Your objective:
Line by line, reproduce exactly the beginning of the listing below, ending with the line that contains "use axum::body::Body;" and adding nothing.
***
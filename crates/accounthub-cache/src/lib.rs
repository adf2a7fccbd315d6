//! # accounthub-cache
//!
//! Cache provider implementations for Accounthub. Supports two modes:
//!
//! - **memory**: In-process cache using [moka](https://crates.io/crates/moka)
//! - **redis**: Redis-backed cache using the [redis](https://crates.io/crates/redis) crate
//!
//! The provider is selected at runtime based on configuration. The cache is
//! best-effort infrastructure: callers must tolerate total unavailability by
//! treating every failure as a miss.

pub mod keys;
#[cfg(feature = "memory")]
pub mod memory;
pub mod provider;
#[cfg(feature = "redis-backend")]
pub mod redis;

pub use provider::CacheManager;
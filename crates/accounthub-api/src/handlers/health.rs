//! Health check handler.

use axum::Json;
use axum::extract::State;

use accounthub_core::traits::cache::CacheProvider;

use crate::dto::response::{ApiResponse, HealthResponse};
use crate::state::AppState;

/// GET /api/health
///
/// Reports connectivity of the backing services. The cache being down does
/// not degrade the overall status; the application runs without it.
pub async fn health_check(State(state): State<AppState>) -> Json<ApiResponse<HealthResponse>> {
    let database = match sqlx::query_scalar::<_, i32>("SELECT 1")
        .fetch_one(&state.db_pool)
        .await
    {
        Ok(_) => "connected",
        Err(_) => "disconnected",
    };

    let cache = match state.cache.health_check().await {
        Ok(true) => "connected",
        _ => "disconnected",
    };

    let status = if database == "connected" { "ok" } else { "degraded" };

    Json(ApiResponse::ok(HealthResponse {
        status: status.to_string(),
        version: env!("CARGO_PKG_VERSION").to_string(),
        database: database.to_string(),
        cache: cache.to_string(),
    }))
}
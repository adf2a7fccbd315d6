//! End-to-end tests for the page authorization gateway middleware.
//!
//! Drives the real page router with the gateway layer mounted, a real
//! session-cookie decoder, and no database: the gateway never touches
//! storage.

use std::sync::Arc;

use axum::Router;
use axum::body::Body;
use axum::http::{Request, StatusCode, header};
use tower::ServiceExt;
use uuid::Uuid;

use accounthub_api::router::page_router;
use accounthub_api::state::GatewayState;
use accounthub_auth::gateway::Gateway;
use accounthub_auth::jwt::{JwtDecoder, JwtEncoder};
use accounthub_core::config::auth::AuthConfig;
use accounthub_entity::user::UserRole;

struct TestApp {
    router: Router,
    encoder: JwtEncoder,
    cookie_name: String,
}

impl TestApp {
    fn new() -> Self {
        let config = AuthConfig {
            jwt_secret: "gateway-test-secret".into(),
            ..AuthConfig::default()
        };

        let state = GatewayState::new(
            Arc::new(Gateway::new()),
            Arc::new(JwtDecoder::new(&config)),
            config.session_cookie.clone(),
        );

        Self {
            router: page_router(state),
            encoder: JwtEncoder::new(&config),
            cookie_name: config.session_cookie,
        }
    }

    fn session_cookie(&self, role: UserRole) -> String {
        let (token, _) = self
            .encoder
            .generate_session_token(Uuid::new_v4(), role, "t@example.com")
            .expect("token generation");
        format!("{}={}", self.cookie_name, token)
    }

    async fn get(&self, path: &str, cookie: Option<&str>) -> (StatusCode, Option<String>) {
        let mut builder = Request::builder().method("GET").uri(path);
        if let Some(cookie) = cookie {
            builder = builder.header(header::COOKIE, cookie);
        }

        let response = self
            .router
            .clone()
            .oneshot(builder.body(Body::empty()).expect("request"))
            .await
            .expect("response");

        let location = response
            .headers()
            .get(header::LOCATION)
            .and_then(|v| v.to_str().ok())
            .map(String::from);

        (response.status(), location)
    }
}

#[tokio::test]
async fn test_anonymous_can_see_landing_and_auth_pages() {
    let app = TestApp::new();

    for path in ["/", "/login", "/register", "/reset-password"] {
        let (status, _) = app.get(path, None).await;
        assert_eq!(status, StatusCode::OK, "expected 200 for {path}");
    }
}

#[tokio::test]
async fn test_anonymous_protected_pages_redirect_to_login() {
    let app = TestApp::new();

    for path in ["/dashboard", "/profile", "/admin/dashboard", "/admin/profile"] {
        let (status, location) = app.get(path, None).await;
        assert_eq!(status, StatusCode::SEE_OTHER, "expected redirect for {path}");
        assert_eq!(location.as_deref(), Some("/login"));
    }
}

#[tokio::test]
async fn test_authenticated_user_is_kept_off_auth_pages() {
    let app = TestApp::new();
    let cookie = app.session_cookie(UserRole::User);

    for path in ["/login", "/register", "/reset-password"] {
        let (status, location) = app.get(path, Some(&cookie)).await;
        assert_eq!(status, StatusCode::SEE_OTHER);
        assert_eq!(location.as_deref(), Some("/dashboard"));
    }
}

#[tokio::test]
async fn test_authenticated_admin_is_kept_off_auth_pages() {
    let app = TestApp::new();
    let cookie = app.session_cookie(UserRole::Admin);

    let (status, location) = app.get("/login", Some(&cookie)).await;
    assert_eq!(status, StatusCode::SEE_OTHER);
    assert_eq!(location.as_deref(), Some("/admin/dashboard"));
}

#[tokio::test]
async fn test_role_surfaces_are_disjoint() {
    let app = TestApp::new();
    let user_cookie = app.session_cookie(UserRole::User);
    let admin_cookie = app.session_cookie(UserRole::Admin);

    // Non-admins are silently steered off the admin surface.
    let (status, location) = app.get("/admin/dashboard", Some(&user_cookie)).await;
    assert_eq!(status, StatusCode::SEE_OTHER);
    assert_eq!(location.as_deref(), Some("/dashboard"));

    // Admins are steered off the user surface.
    let (status, location) = app.get("/dashboard", Some(&admin_cookie)).await;
    assert_eq!(status, StatusCode::SEE_OTHER);
    assert_eq!(location.as_deref(), Some("/admin/dashboard"));
}

#[tokio::test]
async fn test_each_role_reaches_its_own_surface() {
    let app = TestApp::new();
    let user_cookie = app.session_cookie(UserRole::User);
    let admin_cookie = app.session_cookie(UserRole::Admin);

    assert_eq!(
        app.get("/dashboard", Some(&user_cookie)).await.0,
        StatusCode::OK
    );
    assert_eq!(
        app.get("/profile", Some(&user_cookie)).await.0,
        StatusCode::OK
    );
    assert_eq!(
        app.get("/admin/dashboard", Some(&admin_cookie)).await.0,
        StatusCode::OK
    );
    assert_eq!(
        app.get("/admin/profile", Some(&admin_cookie)).await.0,
        StatusCode::OK
    );
}

#[tokio::test]
async fn test_root_redirects_authenticated_users_to_role_home() {
    let app = TestApp::new();

    let (status, location) = app.get("/", Some(&app.session_cookie(UserRole::User))).await;
    assert_eq!(status, StatusCode::SEE_OTHER);
    assert_eq!(location.as_deref(), Some("/dashboard"));

    let (status, location) = app
        .get("/", Some(&app.session_cookie(UserRole::Admin)))
        .await;
    assert_eq!(status, StatusCode::SEE_OTHER);
    assert_eq!(location.as_deref(), Some("/admin/dashboard"));
}

#[tokio::test]
async fn test_garbage_cookie_is_treated_as_anonymous() {
    let app = TestApp::new();
    let cookie = format!("{}=definitely-not-a-jwt", app.cookie_name);

    let (status, location) = app.get("/dashboard", Some(&cookie)).await;
    assert_eq!(status, StatusCode::SEE_OTHER);
    assert_eq!(location.as_deref(), Some("/login"));

    // The landing page still renders.
    assert_eq!(app.get("/", Some(&cookie)).await.0, StatusCode::OK);
}

/// Following any redirect chain terminates at a 200 within one hop: the
/// gateway is idempotent, so a redirect target always decides to Allow.
#[tokio::test]
async fn test_redirects_never_loop() {
    let app = TestApp::new();
    let cookies = [
        None,
        Some(app.session_cookie(UserRole::User)),
        Some(app.session_cookie(UserRole::Admin)),
    ];
    let paths = [
        "/", "/login", "/register", "/reset-password", "/dashboard", "/profile",
        "/admin/dashboard", "/admin/profile",
    ];

    for cookie in &cookies {
        for path in paths {
            let (status, location) = app.get(path, cookie.as_deref()).await;
            if status == StatusCode::SEE_OTHER {
                let target = location.expect("redirect must carry a Location header");
                let (next_status, _) = app.get(&target, cookie.as_deref()).await;
                assert_eq!(
                    next_status,
                    StatusCode::OK,
                    "redirect from {path} to {target} did not settle"
                );
            }
        }
    }
}
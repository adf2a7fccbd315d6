//! User self-service handlers.

use axum::Json;
use axum::extract::State;
use validator::Validate;

use accounthub_core::error::AppError;
use accounthub_service::account::service::UpdateProfileRequest as ServiceUpdateProfile;

use crate::dto::request::{ChangePasswordRequest, UpdateProfileRequest};
use crate::dto::response::{ApiResponse, MessageResponse, UserResponse};
use crate::extractors::AuthUser;
use crate::state::AppState;

/// GET /api/user/profile
pub async fn get_profile(
    State(state): State<AppState>,
    auth: AuthUser,
) -> Result<Json<ApiResponse<UserResponse>>, AppError> {
    let user = state.account_service.get_profile(&auth).await?;
    Ok(Json(ApiResponse::ok(user.into())))
}

/// PUT /api/user/profile
pub async fn update_profile(
    State(state): State<AppState>,
    auth: AuthUser,
    Json(req): Json<UpdateProfileRequest>,
) -> Result<Json<ApiResponse<UserResponse>>, AppError> {
    let user = state
        .account_service
        .update_profile(
            &auth,
            ServiceUpdateProfile {
                name: req.name,
                email: req.email,
            },
        )
        .await?;

    Ok(Json(ApiResponse::ok(user.into())))
}

/// PUT /api/user/change-password
pub async fn change_password(
    State(state): State<AppState>,
    auth: AuthUser,
    Json(req): Json<ChangePasswordRequest>,
) -> Result<Json<ApiResponse<MessageResponse>>, AppError> {
    req.validate()
        .map_err(|e| AppError::validation(e.to_string()))?;

    state
        .account_service
        .change_password(&auth, &req.current_password, &req.new_password)
        .await?;

    Ok(Json(ApiResponse::ok(MessageResponse::new(
        "Password updated successfully",
    ))))
}
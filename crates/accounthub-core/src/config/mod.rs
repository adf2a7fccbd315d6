//! Application configuration schemas.
//!
//! All configuration structs are deserialized from TOML files via the
//! `config` crate. Each sub-module represents a logical configuration
//! section.

pub mod auth;
pub mod cache;
pub mod database;
pub mod logging;
pub mod server;

use serde::{Deserialize, Serialize};

use self::auth::AuthConfig;
use self::cache::CacheConfig;
use self::database::DatabaseConfig;
use self::logging::LoggingConfig;
use self::server::ServerConfig;

use crate::error::AppError;

/// Root application configuration.
///
/// This struct is the top-level deserialization target for the merged
/// TOML configuration files (default.toml + environment overlay).
#[derive(Debug, Clone, Serialize, Deserialize)]
pub struct AppConfig {
    /// HTTP server settings.
    #[serde(default)]
    pub server: ServerConfig,
    /// Database connection settings.
    pub database: DatabaseConfig,
    /// Cache provider settings.
    #[serde(default)]
    pub cache: CacheConfig,
    /// Authentication settings.
    #[serde(default)]
    pub auth: AuthConfig,
    /// Logging settings.
    #[serde(default)]
    pub logging: LoggingConfig,
}

impl AppConfig {
    /// Load configuration from TOML files.
    ///
    /// Merges the default configuration with an environment-specific overlay
    /// and environment variables prefixed with `ACCOUNTHUB`.
    pub fn load(env: &str) -> Result<Self, AppError> {
        let config = config::Config::builder()
            .add_source(config::File::with_name("config/default").required(false))
            .add_source(config::File::with_name(&format!("config/{env}")).required(false))
            .add_source(
                config::Environment::with_prefix("ACCOUNTHUB")
                    .separator("__")
                    .try_parsing(true),
            )
            .build()
            .map_err(|e| AppError::configuration(format!("Failed to build config: {e}")))?;

        config
            .try_deserialize()
            .map_err(|e| AppError::configuration(format!("Failed to deserialize config: {e}")))
    }
}
//! Admin dashboard handlers.

use axum::Json;
use axum::extract::State;

use accounthub_core::error::AppError;
use accounthub_entity::stats::UserStats;

use crate::dto::response::{ApiResponse, MessageResponse};
use crate::extractors::AuthUser;
use crate::middleware::rbac::require_admin;
use crate::state::AppState;

/// GET /api/admin/stats
pub async fn get_stats(
    State(state): State<AppState>,
    auth: AuthUser,
) -> Result<Json<ApiResponse<UserStats>>, AppError> {
    require_admin(&auth)?;

    let stats = state.stats_service.get_stats().await?;
    Ok(Json(ApiResponse::ok(stats)))
}

/// DELETE /api/admin/stats/cache
pub async fn invalidate_stats(
    State(state): State<AppState>,
    auth: AuthUser,
) -> Result<Json<ApiResponse<MessageResponse>>, AppError> {
    require_admin(&auth)?;

    state.stats_service.invalidate().await;
    Ok(Json(ApiResponse::ok(MessageResponse::new(
        "Stats cache invalidated",
    ))))
}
***
Result for this task:
filename crates/accounthub-cache/src/lib.rs
repository adf2a7fccbd315d6
//! # accounthub-cache
//!
//! Cache provider implementations for Accounthub. Supports two modes:
//!
//! - **memory**: In-process cache using [moka](https://crates.io/crates/moka)
//! - **redis**: Redis-backed cache using the [redis](https://crates.io/crates/redis) crate
//!
//! The provider is selected at runtime based on configuration. The cache is
//! best-effort infrastructure: callers must tolerate total unavailability by
//! treating every failure as a miss.

pub mod keys;
#[cfg(feature = "memory")]
pub mod memory;
pub mod provider;
#[cfg(feature = "redis-backend")]
pub mod redis;

pub use provider::CacheManager;
filename crates/accounthub-api/src/handlers/health.rs
//! Health check handler.

use axum::Json;
use axum::extract::State;

use accounthub_core::traits::cache::CacheProvider;

use crate::dto::response::{ApiResponse, HealthResponse};
use crate::state::AppState;

/// GET /api/health
///
/// Reports connectivity of the backing services. The cache being down does
/// not degrade the overall status; the application runs without it.
pub async fn health_check(State(state): State<AppState>) -> Json<ApiResponse<HealthResponse>> {
    let database = match sqlx::query_scalar::<_, i32>("SELECT 1")
        .fetch_one(&state.db_pool)
        .await
    {
        Ok(_) => "connected",
        Err(_) => "disconnected",
    };

    let cache = match state.cache.health_check().await {
        Ok(true) => "connected",
        _ => "disconnected",
    };

    let status = if database == "connected" { "ok" } else { "degraded" };

    Json(ApiResponse::ok(HealthResponse {
        status: status.to_string(),
        version: env!("CARGO_PKG_VERSION").to_string(),
        database: database.to_string(),
        cache: cache.to_string(),
    }))
}
repository adf2a7fccbd315d6
//! End-to-end tests for the page authorization gateway middleware.
//!
//! Drives the real page router with the gateway layer mounted, a real
//! session-cookie decoder, and no database: the gateway never touches
//! storage.

use std::sync::Arc;

use axum::Router;
use axum::body::Body;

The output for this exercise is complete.